In other words, the fool didn’t know what would kill the bots for good.

“Keep me apprised.” Before he said something he’d regret, Clark stuffed his phone in his pocket, tucked his laptop under his arm and headed across the cold, white tile to the cold, white door. All this white on white was giving him a headache.

“Of course.” Lovett sounded appropriately chagrined.

As he rode the elevator back up to his office, Clark turned his attention to his other problem. Five days now with no return call.

Something was wrong.

There were plenty of reasons Kuznetsov might not be answering his phone. But only two of them concerned him. Someone had captured the bastard, or, hell, the arms dealer had double-crossed him.

Had Hurley’s men captured the Russian? His spy in the admiral’s office claimed they hadn’t located Kuznetsov, but someone else could have. Still, there could be a simpler reason behind the lack of return phone calls.

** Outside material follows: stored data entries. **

//! Commands module
//!
//! Defines all CLI commands and their handlers.

mod auth;
mod config;
mod runner;

pub use auth::DeviceFlowError;

use anyhow::Result;
use clap::Subcommand;
use wusa_runner::Config;

/// Top-level CLI commands
#[derive(Subcommand)]
pub enum Commands {
    /// Create a runner for a repository and register it with GitHub
    Create {
        /// Repository in the form owner/name
        repo: String,

        /// Comma-separated runner labels
        #[arg(short, long, value_delimiter = ',')]
        labels: Vec<String>,
    },
    /// Start a runner and wait until it listens for jobs
    Up {
        /// Runner name
        name: String,
    },
    /// Stop a runner, deregister it and delete its image
    Remove {
        /// Runner name
        name: String,
    },
    /// List runners in the local registry
    ListLocal,
    /// List the runners GitHub knows for a repository
    ListRepo {
        /// Repository in the form owner/name
        repo: String,
    },
    /// Authorize wusa with GitHub through the device flow
    Auth,
    /// Show the effective configuration
    Config,
}

/// Handle a CLI command
///
/// Routes the command to the appropriate handler module.
///
/// # Arguments
/// * `command` - The command to execute
/// * `config` - The resolved configuration
pub async fn handle_command(command: Commands, config: &Config) -> Result<()> {
    match command {
        Commands::Create { repo, labels } => runner::create(config, &repo, &labels).await,
        Commands::Up { name } => runner::up(config, &name),
        Commands::Remove { name } => runner::remove(config, &name).await,
        Commands::ListLocal => runner::list_local(config),
        Commands::ListRepo { repo } => runner::list_repo(config, &repo).await,
        Commands::Auth => auth::authorize(config).await,
        Commands::Config => config::show(config),
    }
}
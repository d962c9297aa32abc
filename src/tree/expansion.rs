//! Open/closed state of branch nodes.
//!
//! Pure view state: branches start open, collapsing one never changes the
//! selection, and leaves have no expand affordance.

use std::collections::HashSet;

use super::node::TreeNode;

#[derive(Debug, Clone, Default, PartialEq, Eq)]
pub struct ExpansionState {
    collapsed: HashSet<String>,
}

impl ExpansionState {
    /// Every branch open
    pub fn all_open() -> Self {
        Self::default()
    }

    /// Every branch of `roots` closed
    pub fn all_collapsed(roots: &[TreeNode]) -> Self {
        let mut state = Self::default();
        state.collapse_all(roots);
        state
    }

    /// Whether `node` currently shows its children
    pub fn is_expanded(&self, node: &TreeNode) -> bool {
        !node.is_leaf() && !self.collapsed.contains(&node.id)
    }

    pub fn expand(&mut self, id: &str) {
        self.collapsed.remove(id);
    }

    pub fn collapse(&mut self, id: &str) {
        self.collapsed.insert(id.to_string());
    }

    /// Flip one branch; returns the new open state
    pub fn toggle(&mut self, id: &str) -> bool {
        if self.collapsed.remove(id) {
            true
        } else {
            self.collapsed.insert(id.to_string());
            false
        }
    }

    pub fn expand_all(&mut self) {
        self.collapsed.clear();
    }

    pub fn collapse_all(&mut self, roots: &[TreeNode]) {
        for node in roots {
            if !node.is_leaf() {
                self.collapsed.insert(node.id.clone());
                self.collapse_all(&node.children);
            }
        }
    }
}
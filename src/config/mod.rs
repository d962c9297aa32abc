//! Configuration module for treepick
//!
//! Configuration hierarchy:
//! 1. CLI flags (highest priority)
//! 2. Environment variables (TREEPICK_*)
//! 3. Explicit `--config` file, else project `.treepick.toml`
//! 4. User config (~/.config/treepick/config.toml)
//! 5. Built-in defaults (lowest priority)

mod env_validator;
mod loader;
mod types;

pub use env_validator::{closest, levenshtein, EnvVarValidator};
pub use loader::{
    load_or_default, load_with_warnings, parse_with_warnings, with_env_overrides,
    with_env_overrides_from, ConfigWarning, PROJECT_CONFIG_FILE,
};
pub use types::{Config, OutputConfig, PickerConfig, SourceConfig, UnicodeMode, Verbosity};
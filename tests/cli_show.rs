mod common;

use common::*;

#[test]
fn test_show_demo_tree_with_default_selection() {
    let env = TestEnv::new();
    let result = env.run(&["show", "--demo"]);

    assert!(result.success, "stderr:\n{}", result.stderr);
    let expected_tree = "\
[v] [x] Inbox (2 items)
      [x] Work
      [x] Personal
    [x] Sent Items
    [x] Drafts
    [x] Archive
    [ ] Deleted Items
";
    assert!(
        result.stdout.starts_with(expected_tree),
        "unexpected output:\n{}",
        result.stdout
    );
    assert!(result.stdout.contains("Selected: 6/7 items"));
}

#[test]
fn test_show_collapsed_hides_children_but_not_their_state() {
    let env = TestEnv::new();
    env.write_project_file("folders.json", MAILBOX_TREE_JSON);
    env.write_project_file("selection.json", BARE_SELECTION_JSON);

    let result = env.run(&[
        "show",
        "--tree",
        "folders.json",
        "--selection",
        "selection.json",
        "--collapsed",
    ]);

    assert!(result.success, "stderr:\n{}", result.stderr);
    assert!(result.stdout.contains("[>] [x] Inbox (2 items)"));
    assert!(!result.stdout.contains("Work"));
    assert!(result.stdout.contains("Selected: 4/7 items"));
}

#[test]
fn test_show_yaml_tree_indents_by_depth() {
    let env = TestEnv::new();
    env.write_project_file("tree.yaml", PROJECT_TREE_YAML);

    let result = env.run(&["show", "--tree", "tree.yaml"]);

    assert!(result.success, "stderr:\n{}", result.stderr);
    assert!(result.stdout.contains("\n  [v] [ ] ui (1 item)\n"));
    assert!(result.stdout.contains("\n        [ ] render.rs\n"));
    assert!(result.stdout.contains("Selected: 0/5 items"));
}

#[test]
fn test_show_toml_tree() {
    let env = TestEnv::new();
    env.write_project_file("tree.toml", MAILBOX_TREE_TOML);

    let result = env.run(&["show", "--tree", "tree.toml"]);

    assert!(result.success, "stderr:\n{}", result.stderr);
    assert!(result.stdout.contains("[v] [ ] Inbox (2 items)"));
    assert!(result.stdout.contains("Selected: 0/4 items"));
}

#[test]
fn test_show_directory_tree() {
    let env = TestEnv::new();
    let root = env.project_path("mail");
    std::fs::create_dir_all(root.join("inbox/work")).unwrap();
    std::fs::write(root.join("inbox/work/a.eml"), "").unwrap();
    std::fs::write(root.join("sent.mbox"), "").unwrap();

    let result = env.run(&["show", "--dir", "mail"]);

    assert!(result.success, "stderr:\n{}", result.stderr);
    assert!(result.stdout.contains("[v] [ ] inbox (2 items)"));
    assert!(result.stdout.contains("        [ ] a.eml"));
    assert!(result.stdout.contains("    [ ] sent.mbox"));
}

#[test]
fn test_show_unicode_when_forced() {
    let env = TestEnv::new();
    let result = env.run_with_env(&["show", "--demo"], &[("TREEPICK_UNICODE", "always")]);

    assert!(result.success, "stderr:\n{}", result.stderr);
    assert!(result.stdout.contains("▼ ● Inbox"));
    assert!(result.stdout.contains("  ○ Deleted Items"));
}

#[test]
fn test_show_respects_project_config() {
    let env = TestEnv::new();
    env.write_project_file(
        ".treepick.toml",
        "[picker]\nshow_counts = false\nstart_collapsed = true\nshow_cuonts = true\n",
    );

    let result = env.run(&["show", "--demo"]);

    assert!(result.success, "stderr:\n{}", result.stderr);
    assert!(result.stdout.contains("[>] [x] Inbox\n"));
    assert!(!result.stdout.contains("items)"));
    assert!(
        result.stderr.contains("unknown config key 'show_cuonts'"),
        "stderr:\n{}",
        result.stderr
    );
    assert!(result
        .stderr
        .contains(".treepick.toml:4 (did you mean 'show_counts'?)"));
}

#[test]
fn test_show_explicit_config_must_exist() {
    let env = TestEnv::new();
    let result = env.run(&["show", "--demo", "--config", "missing.toml"]);

    assert!(!result.success);
    assert_eq!(result.exit_code, 1);
}

#[test]
fn test_show_unsupported_tree_format() {
    let env = TestEnv::new();
    env.write_project_file("folders.xml", "<folders/>");

    let result = env.run(&["show", "--tree", "folders.xml"]);

    assert!(!result.success);
    assert!(result.stderr.contains("unsupported document format"));
    assert!(result.stderr.contains("Tree documents must end in"));
}

#[test]
fn test_show_warns_about_stale_selection_ids() {
    let env = TestEnv::new();
    env.write_project_file("folders.json", MAILBOX_TREE_JSON);
    env.write_project_file("selection.json", r#"["inbox", "spam"]"#);

    let result = env.run(&[
        "show",
        "--tree",
        "folders.json",
        "--selection",
        "selection.json",
    ]);

    assert!(result.success);
    assert!(result.stderr.contains("1 selected id(s) not in the tree: spam"));
    assert!(result.stdout.contains("Selected: 1/7 items"));
}

#[test]
fn test_show_warns_about_duplicate_ids() {
    let env = TestEnv::new();
    env.write_project_file(
        "dupes.json",
        r#"[{"id": "a", "label": "A", "children": [{"id": "a", "label": "Again"}]}]"#,
    );

    let result = env.run(&["show", "--tree", "dupes.json"]);

    assert!(result.success);
    assert!(result.stderr.contains("duplicate node id 'a'"));
}
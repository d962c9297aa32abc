//! Command handlers for the treepick CLI
//!
//! Each command loads a tree through a provider, reads the committed
//! selection from its document, runs one or more core operations and reports
//! the result as text or NDJSON.

pub mod check;
pub mod ids;
pub mod pick;
pub mod show;
pub mod toggle;

use std::cell::Cell;
use std::path::Path;
use std::time::Instant;

use anyhow::{Context, Result};

use treepick::config::Config;
use treepick::store::{SelectionDocument, SelectionStore};
use treepick::tree::{duplicate_ids, selected_count, total_count, unknown_ids, SelectionSet, TreeNode};
use treepick::ui::json::{emit_event, events::*};
use treepick::ui::terminal::TerminalCapabilities;
use treepick::ui::theme::Glyphs;
use treepick::MailboxFixture;

use crate::cli::SourceArgs;

/// Shared state for one command invocation
pub struct CommandContext {
    pub command: &'static str,
    pub json: bool,
    pub config: Config,
    pub caps: TerminalCapabilities,
    pub glyphs: Glyphs,
    started: Instant,
    /// Held back until the start event has gone out
    deferred_warnings: Cell<Vec<String>>,
}

impl CommandContext {
    pub fn new(command: &'static str, json: bool, config: Config) -> Self {
        let caps = TerminalCapabilities::detect();
        let glyphs = Glyphs::new(config.picker.unicode.resolve(caps.unicode));
        Self {
            command,
            json,
            config,
            caps,
            glyphs,
            started: Instant::now(),
            deferred_warnings: Cell::new(Vec::new()),
        }
    }

    /// Queue warnings to report right after the start event.
    pub fn defer_warnings(&self, warnings: impl IntoIterator<Item = String>) {
        let mut pending = self.deferred_warnings.take();
        pending.extend(warnings);
        self.deferred_warnings.set(pending);
    }

    pub fn start(&self, source: &str) -> Result<()> {
        if self.json {
            emit_event(&StartEvent::new(self.command).with_source(source))?;
        }
        self.flush_warnings()
    }

    /// Report queued warnings; commands that fail before starting still
    /// surface them.
    pub fn flush_warnings(&self) -> Result<()> {
        for warning in self.deferred_warnings.take() {
            self.warn(warning)?;
        }
        Ok(())
    }

    pub fn complete(&self) -> Result<()> {
        if self.json {
            let elapsed = self.started.elapsed().as_millis() as u64;
            emit_event(&CompleteEvent::success(self.command).with_duration(elapsed))?;
        }
        Ok(())
    }

    /// Report a non-fatal problem
    pub fn warn(&self, message: impl Into<String>) -> Result<()> {
        let message = message.into();
        log::debug!("warning emitted: {}", message);
        if self.json {
            emit_event(&WarningEvent::new(self.command, message))?;
        } else {
            eprintln!("{} {}", self.glyphs.warning, message);
        }
        Ok(())
    }

    pub fn emit_selection(&self, roots: &[TreeNode], selection: &SelectionSet) -> Result<()> {
        emit_event(&SelectionEvent::new(
            self.command,
            selection.iter().collect(),
            selected_count(roots, selection),
            total_count(roots),
        ))?;
        Ok(())
    }
}

/// A tree loaded from the source the user named
pub struct LoadedTree {
    pub provider: String,
    pub roots: Vec<TreeNode>,
    pub demo: bool,
}

pub fn load_tree(source: &SourceArgs, ctx: &CommandContext) -> Result<LoadedTree> {
    let provider = source.provider(&ctx.config);
    ctx.start(provider.name())?;
    let roots = provider
        .load()
        .with_context(|| format!("failed to load tree from {} provider", provider.name()))?;

    for id in duplicate_ids(&roots) {
        ctx.warn(format!(
            "duplicate node id '{}': only the first occurrence can be toggled",
            id
        ))?;
    }

    Ok(LoadedTree {
        provider: provider.name().to_string(),
        roots,
        demo: source.demo,
    })
}

/// Read the committed selection for `tree`.
///
/// A missing document starts empty, except for the demo tree which starts
/// with its default selection.
pub fn load_selection(
    path: Option<&Path>,
    tree: &LoadedTree,
    ctx: &CommandContext,
) -> Result<SelectionSet> {
    let doc = match path {
        Some(path) => SelectionStore::new(path)
            .load()
            .with_context(|| format!("failed to read selection {}", path.display()))?,
        None => None,
    };
    selection_from_document(doc, tree, ctx)
}

/// The selection a stored document holds for `tree`, warning when it was
/// saved against another tree or names ids the tree lacks.
pub fn selection_from_document(
    doc: Option<SelectionDocument>,
    tree: &LoadedTree,
    ctx: &CommandContext,
) -> Result<SelectionSet> {
    let Some(doc) = doc else {
        return Ok(if tree.demo {
            MailboxFixture::default_selection()
        } else {
            SelectionSet::new()
        });
    };

    if !doc.matches_tree(&tree.roots)? {
        ctx.warn("selection was saved against a different tree")?;
    }
    let unknown = unknown_ids(&tree.roots, &doc.selected);
    if !unknown.is_empty() {
        ctx.warn(format!(
            "{} selected id(s) not in the tree: {}",
            unknown.len(),
            unknown.join(", ")
        ))?;
    }

    Ok(doc.selected)
}

/// The document that commits `selection` for `tree`.
pub fn selection_document(tree: &LoadedTree, selection: SelectionSet) -> Result<SelectionDocument> {
    Ok(SelectionDocument::new(selection)
        .with_source(tree.provider.as_str())
        .with_tree(&tree.roots)?)
}

pub fn unknown_node_warning(node: &str) -> String {
    format!("unknown node '{}'", node)
}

Kuznetsov was ignoring him.

The very traits for which Clark had hired the Russian—shrewdness, cunning, and ruthlessness were a concern now. What if the bastard had double-crossed him? Kuznetsov could set up a sale on the nanobots without Clark’s permission or knowledge. He could cut Clark out of the deal entirely.

He’d sent the Russian five vials of NNB26 with strict instructions to use all five vials in the well at Karaveht. Kuznetsov could have ignored that order and held a vial or two back. Clark had known this was a possibility, but it hadn’t mattered. Not back then.

Upon activation of the kill switch, the bots in the extra vials would become inert. They wouldn’t activate again without additional programming. Kuznetsov knew this. The Russian’s customers were every bit as ruthless and deadly as the arms dealer himself. Selling any of them an inert weapon was a death sentence. Kuznetsov wouldn’t be that stupid…would he?

But if the Russian was that stupid, if he’d sold a vial or two of NNB26, and if those bots reactivated, well, then humanity was in trouble. The NNB26 prototype had been created to replicate themselves. With no kill switch, they’d just keep creating more and more of themselves. The more people they infected, the more building materials they’d have available. They’d just keep replicating themselves, infecting as they went, until they blanketed the entire world and killed every person on earth.